Quelle forme pourrait prendre un tel pouvoir démocratique ? Nous ne pouvons pas le décrire en détail mais ce qui est certain, c’est qu’une telle démocratie ne peut se résumer à l’élection d’un gouvernement, d’un homme d’État charismatique, dans le cadre institutionnel actuel. Un gouvernement des travailleurs et de leurs organisations ne pourrait exercer son pouvoir démocratique qu’en s’appuyant sur la mobilisation et l’organisation des travailleurs pour leur permettre d’exercer directement leur contrôle sur l’économie. C’est cela la différence essentielle avec la démocratie parlementaire tronquée, censurée par le pouvoir de la finance dont les Etats-Unis sont le modèle. Dans ce système soit disant démocratique, derrière le paravent des élections, le véritable pouvoir est confisqué par une poignée de dirigeants politiques au service des intérêts des vrais détenteurs du pouvoir, les grands groupes financiers. La mise en place d’une véritable démocratie passe par la remise en cause des cadres institutionnels actuels prétendument démocratiques. Elle passe aussi par la remise en cause du pouvoir économique et social d’une minorité.
Pas de démocratie sans politique internationaliste
Obama parle de la démocratie comme s’il défendait un idéal international alors qu’en réalité il ne fait que se placer du point de vue des intérêts américains, de leur domination sur le monde au mépris des droits des peuples. C’est le sens de sa formule « Nous sommes prêts à diriger à nouveau ». Ainsi vise-t-il à légitimer la domination des États-Unis au nom de la démocratie alors que justement cette domination s’y oppose, et prends de plus en plus le visage d’une intervention militaire américaine, d’un état de dictature armée. Cette domination est avant tout celle de la bourgeoisie américaine, une classe minoritaire qui essaie de faire peser les conséquences de la crise de son système sur le dos des populations et de ses concurrents.
La crise du système est internationale. Dans le cadre de la mondialisation, la bourgeoisie mène sa politique contre les travailleurs et les peuples à l’échelle de la planète. Un gouvernement des travailleurs qui chercherait à opposer à cette domination une véritable démocratie ne pourrait en rester aux frontières d’un pays. En particulier, ici, c’est au niveau de l’ensemble des pays européens qu’il devrait agir pour étendre cette démocratie révolutionnaire en s’appuyant sur les mobilisations sociales se développant dans chaque pays.
A l’opposé d’une Europe construite par en haut dans l’intérêt des grands trusts et de la finance, des États-Unis socialistes d’Europe, construits par des gouvernements s’appuyant sur les mobilisations des salariés de chaque pays, pourraient devenir un levier pour l’instauration de nouveaux rapports entre les peuples à l’échelle du monde. Il serait ainsi à l’origine d’une véritable remise en cause des rapports de domination impérialiste et en premier lieu de celle des États-Unis, en contribuant à impulser une transformation révolutionnaire à l’échelle de la planète.
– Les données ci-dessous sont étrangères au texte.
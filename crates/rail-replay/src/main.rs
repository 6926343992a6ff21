//! rail-replay: run a scripted sequence of vault operations.
//!
//! Usage:
//!   rail-replay <config.toml> <script.json>
//!   RAIL_CONFIG=<config.toml> rail-replay <script.json>
//!
//! Prints the event log, per-op results, account balances and aggregate stats
//! as one JSON document on stdout.

use std::path::PathBuf;
use std::sync::Arc;

use anyhow::Context;
use rail_replay::script::{self, Script};
use rail_vault::config::VaultConfig;
use rail_vault::{Clock, ManualClock, SystemClock};
use serde_json::json;
use tracing::info;

/// Config path used when neither an argument nor `RAIL_CONFIG` names one.
const DEFAULT_CONFIG: &str = "rail.toml";

fn paths() -> anyhow::Result<(PathBuf, PathBuf)> {
    resolve_paths(
        std::env::args().skip(1).collect(),
        std::env::var("RAIL_CONFIG").ok(),
    )
}

/// Script is the last argument. An explicit config argument wins over
/// `RAIL_CONFIG`, which wins over [`DEFAULT_CONFIG`].
fn resolve_paths(mut args: Vec<String>, env_config: Option<String>) -> anyhow::Result<(PathBuf, PathBuf)> {
    let script = args
        .pop()
        .context("usage: rail-replay [config.toml] <script.json>")?;
    let config = args
        .pop()
        .or(env_config)
        .unwrap_or_else(|| DEFAULT_CONFIG.to_string());
    Ok((PathBuf::from(config), PathBuf::from(script)))
}

fn main() -> anyhow::Result<()> {
    // Logs go to stderr so stdout stays valid JSON
    tracing_subscriber::fmt()
        .with_writer(std::io::stderr)
        .with_env_filter(
            tracing_subscriber::EnvFilter::from_default_env().add_directive("rail=info".parse()?),
        )
        .init();

    let (config_path, script_path) = paths()?;
    let config = VaultConfig::load(&config_path)
        .with_context(|| format!("load config {}", config_path.display()))?;
    let content = std::fs::read_to_string(&script_path)
        .with_context(|| format!("read script {}", script_path.display()))?;
    let script: Script = serde_json::from_str(&content).context("parse script")?;

    let start = script.start_time.unwrap_or_else(|| SystemClock.now());
    let clock = ManualClock::new(start);
    let mut built = config.build(Arc::new(clock.clone()))?;
    info!(ops = script.ops.len(), start, "replay starting");

    let results = script::run(&mut built, &clock, &script.ops);
    let failed = results.iter().filter(|r| !r.ok).count();
    info!(ops = results.len(), failed, "replay finished");

    let report = json!({
        "results": results,
        "events": built.vault.events(),
        "accounts": script::account_reports(&built)?,
        "stats": built.vault.stats(),
    });
    println!("{}", serde_json::to_string_pretty(&report)?);
    Ok(())
}

#[cfg(test)]
mod tests {
    use super::*;

    fn args(list: &[&str]) -> Vec<String> {
        list.iter().map(|a| a.to_string()).collect()
    }

    #[test]
    fn test_config_argument_beats_environment() {
        let (config, script) = resolve_paths(
            args(&["cli.toml", "ops.json"]),
            Some("env.toml".to_string()),
        )
        .expect("paths");
        assert_eq!(config, PathBuf::from("cli.toml"));
        assert_eq!(script, PathBuf::from("ops.json"));
    }

    #[test]
    fn test_config_fallbacks() {
        let (config, _) =
            resolve_paths(args(&["ops.json"]), Some("env.toml".to_string())).expect("env");
        assert_eq!(config, PathBuf::from("env.toml"));

        let (config, _) = resolve_paths(args(&["ops.json"]), None).expect("default");
        assert_eq!(config, PathBuf::from(DEFAULT_CONFIG));

        assert!(resolve_paths(Vec::new(), None).is_err());
    }
}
Une politique internationaliste, dépassant le cadre étriqué des frontières pour trouver des solutions face à la crise économique, sociale, écologique, ne pourra se renforcer que par une extension sans précédent de la démocratie, c’est-à-dire en s’appuyant sur l’organisation consciente, la mobilisation et l’intervention directe des populations sur le terrain politique.
Les conflits locaux, les tensions entre les peuples, les guerres sont des produits entretenus par la domination des puissances impérialistes et leurs luttes d’influence qui, les condamnent à la misère et à un état de guerre permanent. La seule issue passe par le respect des droits des peuples et cela, il n’y a qu’une démocratie révolutionnaire, c’est-à-dire les mobilisations et l’organisation des populations, qui pourra l’imposer en remettant en cause la domination des classes dirigeantes.
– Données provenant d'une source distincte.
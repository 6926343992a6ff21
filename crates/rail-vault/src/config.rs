//! Vault configuration files.
//!
//! ```toml
//! [vault]
//! identifier = "0x7777777777777777777777777777777777777777"
//! owner = "0xa0a0a0a0a0a0a0a0a0a0a0a0a0a0a0a0a0a0a0a0"
//! admin_fee = "0.09"
//! join_part_agents = ["0xa1a1a1a1a1a1a1a1a1a1a1a1a1a1a1a1a1a1a1a1"]
//!
//! [protocol_fee]
//! fee = "0.01"
//! beneficiary = "0xd0d0d0d0d0d0d0d0d0d0d0d0d0d0d0d0d0d0d0d0"
//!
//! [modules.ban]
//! enabled = true
//!
//! [modules.limit_withdraw]
//! enabled = true
//! withdraw_limit_during_period = "100"
//! ```
//!
//! Fractions and token amounts are decimal strings; amounts are in whole
//! tokens with up to 18 decimals.

use std::path::{Path, PathBuf};
use std::sync::Arc;

use rail_oracle::DefaultFeeOracle;
use rail_types::fixed::parse_decimal;
use rail_types::{Address, Amount, Fraction};
use serde::{Deserialize, Serialize};

use crate::clock::Clock;
use crate::modules::ban::BanHandle;
use crate::modules::limit_withdraw::{LimitWithdrawHandle, LimitWithdrawParams};
use crate::vault::{InitParams, Vault};
use crate::VaultError;

/// Errors produced while loading or applying a configuration.
#[derive(Debug, thiserror::Error)]
pub enum ConfigError {
    /// Config file could not be read.
    #[error("failed to read {path}: {source}")]
    Io {
        path: PathBuf,
        source: std::io::Error,
    },

    /// Config file is not valid TOML for [`VaultConfig`].
    #[error("invalid config: {0}")]
    Parse(#[from] toml::de::Error),

    /// A token amount field is not a valid decimal.
    #[error("invalid amount for {field}: {value:?}")]
    InvalidAmount { field: &'static str, value: String },

    /// The vault rejected the configuration.
    #[error("vault setup failed: {0}")]
    Vault(#[from] VaultError),
}

/// Complete vault configuration.
#[derive(Debug, Clone, Default, PartialEq, Serialize, Deserialize)]
pub struct VaultConfig {
    /// Ledger settings.
    #[serde(default)]
    pub vault: LedgerConfig,
    /// Protocol fee source settings.
    #[serde(default)]
    pub protocol_fee: ProtocolFeeConfig,
    /// Optional modules.
    #[serde(default)]
    pub modules: ModulesConfig,
}

/// `[vault]` section.
#[derive(Debug, Clone, PartialEq, Serialize, Deserialize)]
pub struct LedgerConfig {
    /// Ledger identifier bound into signed withdrawals.
    #[serde(default)]
    pub identifier: Address,
    /// Initial owner, receives admin fees.
    #[serde(default)]
    pub owner: Address,
    /// Admin fee fraction.
    #[serde(default = "default_admin_fee")]
    pub admin_fee: Fraction,
    /// Free-form metadata string.
    #[serde(default = "default_metadata")]
    pub metadata: String,
    /// Initial join/part agents.
    #[serde(default)]
    pub join_part_agents: Vec<Address>,
}

/// `[protocol_fee]` section.
#[derive(Debug, Clone, PartialEq, Serialize, Deserialize)]
pub struct ProtocolFeeConfig {
    /// Protocol fee fraction.
    #[serde(default = "default_protocol_fee")]
    pub fee: Fraction,
    /// Protocol fee recipient.
    #[serde(default)]
    pub beneficiary: Address,
}

/// `[modules]` section.
#[derive(Debug, Clone, Default, PartialEq, Serialize, Deserialize)]
pub struct ModulesConfig {
    #[serde(default)]
    pub ban: BanConfig,
    #[serde(default)]
    pub limit_withdraw: LimitWithdrawConfig,
}

/// `[modules.ban]` section.
#[derive(Debug, Clone, Default, PartialEq, Serialize, Deserialize)]
pub struct BanConfig {
    #[serde(default)]
    pub enabled: bool,
}

/// `[modules.limit_withdraw]` section.
#[derive(Debug, Clone, PartialEq, Serialize, Deserialize)]
pub struct LimitWithdrawConfig {
    #[serde(default)]
    pub enabled: bool,
    /// Seconds a member must have been in the vault before withdrawing.
    #[serde(default = "default_required_member_age")]
    pub required_member_age_secs: u64,
    /// Window length in seconds.
    #[serde(default = "default_withdraw_limit_period")]
    pub withdraw_limit_period_secs: u64,
    /// Tokens allowed per window.
    #[serde(default = "default_withdraw_limit")]
    pub withdraw_limit_during_period: String,
    /// Smallest allowed withdrawal in tokens.
    #[serde(default = "default_minimum_withdraw")]
    pub minimum_withdraw: String,
}

// Default value functions

fn default_admin_fee() -> Fraction {
    Fraction::ZERO
}

fn default_metadata() -> String {
    "{}".to_string()
}

fn default_protocol_fee() -> Fraction {
    Fraction::ZERO
}

fn default_required_member_age() -> u64 {
    24 * 60 * 60
}

fn default_withdraw_limit_period() -> u64 {
    60 * 60
}

fn default_withdraw_limit() -> String {
    "100".to_string()
}

fn default_minimum_withdraw() -> String {
    "1".to_string()
}

impl Default for LedgerConfig {
    fn default() -> Self {
        Self {
            identifier: Address::ZERO,
            owner: Address::ZERO,
            admin_fee: default_admin_fee(),
            metadata: default_metadata(),
            join_part_agents: Vec::new(),
        }
    }
}

impl Default for ProtocolFeeConfig {
    fn default() -> Self {
        Self {
            fee: default_protocol_fee(),
            beneficiary: Address::ZERO,
        }
    }
}

impl Default for LimitWithdrawConfig {
    fn default() -> Self {
        Self {
            enabled: false,
            required_member_age_secs: default_required_member_age(),
            withdraw_limit_period_secs: default_withdraw_limit_period(),
            withdraw_limit_during_period: default_withdraw_limit(),
            minimum_withdraw: default_minimum_withdraw(),
        }
    }
}

impl LimitWithdrawConfig {
    /// Module parameters with amounts converted to token wei.
    pub fn params(&self) -> Result<LimitWithdrawParams, ConfigError> {
        Ok(LimitWithdrawParams {
            required_member_age: self.required_member_age_secs,
            withdraw_limit_period: self.withdraw_limit_period_secs,
            withdraw_limit_during_period: parse_amount(
                "withdraw_limit_during_period",
                &self.withdraw_limit_during_period,
            )?,
            minimum_withdraw: parse_amount("minimum_withdraw", &self.minimum_withdraw)?,
        })
    }
}

fn parse_amount(field: &'static str, value: &str) -> Result<Amount, ConfigError> {
    parse_decimal(value).map_err(|_| ConfigError::InvalidAmount {
        field,
        value: value.to_string(),
    })
}

/// A vault built from configuration, with handles to what was installed.
#[derive(Debug)]
pub struct BuiltVault {
    pub vault: Vault,
    /// The fee source, for adjusting protocol fees at runtime.
    pub fee_oracle: Arc<DefaultFeeOracle>,
    pub ban: Option<BanHandle>,
    pub limit_withdraw: Option<LimitWithdrawHandle>,
}

impl VaultConfig {
    /// Load configuration from a TOML file.
    pub fn load(path: impl AsRef<Path>) -> Result<Self, ConfigError> {
        let path = path.as_ref();
        let content = std::fs::read_to_string(path).map_err(|source| ConfigError::Io {
            path: path.to_path_buf(),
            source,
        })?;
        Self::from_toml_str(&content)
    }

    pub fn from_toml_str(content: &str) -> Result<Self, ConfigError> {
        Ok(toml::from_str(content)?)
    }

    /// Create and initialize a vault, then install the enabled modules as the
    /// owner.
    pub fn build(&self, clock: Arc<dyn Clock>) -> Result<BuiltVault, ConfigError> {
        let limit_params = if self.modules.limit_withdraw.enabled {
            Some(self.modules.limit_withdraw.params()?)
        } else {
            None
        };

        let fee_oracle = Arc::new(DefaultFeeOracle::new(
            self.protocol_fee.fee,
            self.protocol_fee.beneficiary,
        ));
        let mut vault = Vault::new(self.vault.identifier, clock);
        vault.initialize(InitParams {
            owner: self.vault.owner,
            join_part_agents: self.vault.join_part_agents.clone(),
            admin_fee: self.vault.admin_fee,
            fee_oracle: fee_oracle.clone(),
            metadata: self.vault.metadata.clone(),
        })?;

        let owner = self.vault.owner;
        let ban = if self.modules.ban.enabled {
            Some(BanHandle::install(&mut vault, owner)?)
        } else {
            None
        };
        let limit_withdraw = match limit_params {
            Some(params) => Some(LimitWithdrawHandle::install(&mut vault, owner, params)?),
            None => None,
        };

        tracing::info!(
            identifier = %self.vault.identifier,
            owner = %owner,
            ban = ban.is_some(),
            limit_withdraw = limit_withdraw.is_some(),
            "config: vault built"
        );
        Ok(BuiltVault {
            vault,
            fee_oracle,
            ban,
            limit_withdraw,
        })
    }
}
Un parti, instrument de l’émancipation des travailleurs par eux-mêmes
Le projet qu’Obama propose au peuple américain et au monde ne peut que se briser sur la réalité de la politique des classes dominantes qu’il sert. Avec la crise, la domination de ces classes dirigeantes ne pourra que prendre l’aspect d’une dictature de plus en plus ouverte, de plus en plus dure pour imposer de nouveaux reculs aux populations. Aux temps des discours, des promesses et des rêves ne pourra que succéder celui de la réalité de la lutte des classes.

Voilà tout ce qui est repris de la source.